Lung cancer screening significantly reduces mortality, meta-analysis shows
Patients who underwent lung cancer screening had a significant reduction in mortality associated with the disease, although it came with a “tradeoff” of likely overdiagnosis, according to a recent meta-analysis.
“We saw that all-cause and disease-specific mortality went in the same direction, which suggests that there is a net benefit” to lung cancer screening, Mark H. Ebell, MD, MS, professor of epidemiology and biostatistics at the University of Georgia College of Public Health, told Healio Primary Care.

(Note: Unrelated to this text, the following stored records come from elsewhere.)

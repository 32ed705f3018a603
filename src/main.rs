//! Concursillo Back binary entrypoint wiring REST, SSE, and storage layers.

use std::{env, net::SocketAddr, sync::Arc};

use anyhow::Context;
use axum::Router;
use tokio::net::TcpListener;
use tower_http::{cors::CorsLayer, trace::TraceLayer};
use tracing::info;
use tracing_subscriber::{layer::SubscriberExt, util::SubscriberInitExt};

use concursillo_back::{
    config::AppConfig,
    dao::room_store::memory::MemoryRoomStore,
    routes, services,
    state::{AppState, SharedState},
};

#[tokio::main]
async fn main() -> anyhow::Result<()> {
    init_tracing();

    let config = AppConfig::load();
    let app_state = AppState::new(config);

    install_storage(app_state.clone()).await;
    let app = build_router(app_state);

    let port = env::var("PORT")
        .or_else(|_| env::var("SERVER_PORT"))
        .ok()
        .and_then(|value| value.parse::<u16>().ok())
        .unwrap_or(8080);

    let addr = SocketAddr::from(([0, 0, 0, 0], port));
    info!(%addr, "starting server");

    let listener = TcpListener::bind(addr).await.context("binding server")?;
    let service = app.into_make_service();
    axum::serve(listener, service)
        .with_graceful_shutdown(shutdown_signal())
        .await
        .context("serving axum")?;

    Ok(())
}

/// Pick the storage backend: MongoDB when `MONGO_URI` is set, the in-memory
/// store otherwise. The MongoDB path runs under the reconnect supervisor so
/// the server starts even while the database is down.
async fn install_storage(state: SharedState) {
    #[cfg(feature = "mongo-store")]
    if env::var("MONGO_URI").is_ok() {
        use concursillo_back::dao::{
            room_store::{
                RoomStore,
                mongodb::{MongoConfig, MongoRoomStore},
            },
            storage::StorageError,
        };

        info!("MONGO_URI set; using the MongoDB room store");
        tokio::spawn(services::storage_supervisor::run(state, || async {
            let config = MongoConfig::from_env()
                .await
                .map_err(StorageError::from)?;
            let store = MongoRoomStore::connect(config)
                .await
                .map_err(StorageError::from)?;
            Ok(Arc::new(store) as Arc<dyn RoomStore>)
        }));
        return;
    }

    info!("no MONGO_URI configured; using the in-memory room store");
    state.set_room_store(Arc::new(MemoryRoomStore::new())).await;
}

/// Build the top-level router and attach cross-cutting middleware layers.
fn build_router(state: SharedState) -> Router<()> {
    routes::router(state)
        .layer(CorsLayer::permissive())
        .layer(TraceLayer::new_for_http())
}

/// Configure tracing subscribers so logs include spans by default.
fn init_tracing() {
    let env_filter = tracing_subscriber::EnvFilter::try_from_default_env()
        .unwrap_or_else(|_| "info,tower_http=debug".into());
    tracing_subscriber::registry()
        .with(env_filter)
        .with(tracing_subscriber::fmt::layer())
        .init();
}

/// Wait for Ctrl+C or SIGTERM and shut the server down gracefully.
async fn shutdown_signal() {
    #[cfg(unix)]
    {
        use tokio::signal::unix::{SignalKind, signal};

        let mut term = signal(SignalKind::terminate()).expect("install SIGTERM handler");
        tokio::select! {
            _ = tokio::signal::ctrl_c() => {},
            _ = term.recv() => {},
        }
    }

    #[cfg(not(unix))]
    {
        let _ = tokio::signal::ctrl_c().await;
    }
}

Ebell and colleagues analyzed eight trials of low-dose CT that had a low risk for bias, including a total of 90,475 patients aged 49 to 75 years. The patients were followed for a median of 5.2 to 10 years. Two of the trials — the National Lung Screening Trial and its pilot study — used chest radiography as the comparator, whereas the remaining trials used usual care. All but one trial took place in Europe.
“I do not see important differences between European and United States populations, and the primary risk factor is smoking, not sex,” Ebell said. “The European studies are totally relevant to the United States.”
Results from the study, published in Annals of Family Medicine, showed a significant reduction in lung cancer-specific mortality with low-dose CT screening (RR = 0.81; 95% CI, 0.74-0.89), and the estimated absolute risk reduction was 0.4%. According to the researchers, the number needed to screen to prevent one lung cancer death was 250. Although the reduction in all-cause mortality was not statistically significant (RR = 0.96; 95% CI, 0.92-1.01), the absolute risk reduction was consistent with that for lung cancer-specific mortality, at 0.34%. The number needed to screen to prevent one death from any cause was 294, the researchers said.
In the five studies that followed patients for at least 8 years, the incidence of lung cancer was 25% higher in the screened group, corresponding with a 20% rate of overdiagnosis. According to Ebell and colleagues, these rates are consistent with estimates from other studies of lung cancer diagnosis and breast cancer overdiagnoses.
Ebell and colleagues said that lung cancer screening in the U.S. has had “a very low uptake.”
“Measures to increase uptake of lung cancer screening and ensure adherence to follow-up protocols based on the best available evidence are needed,” they wrote.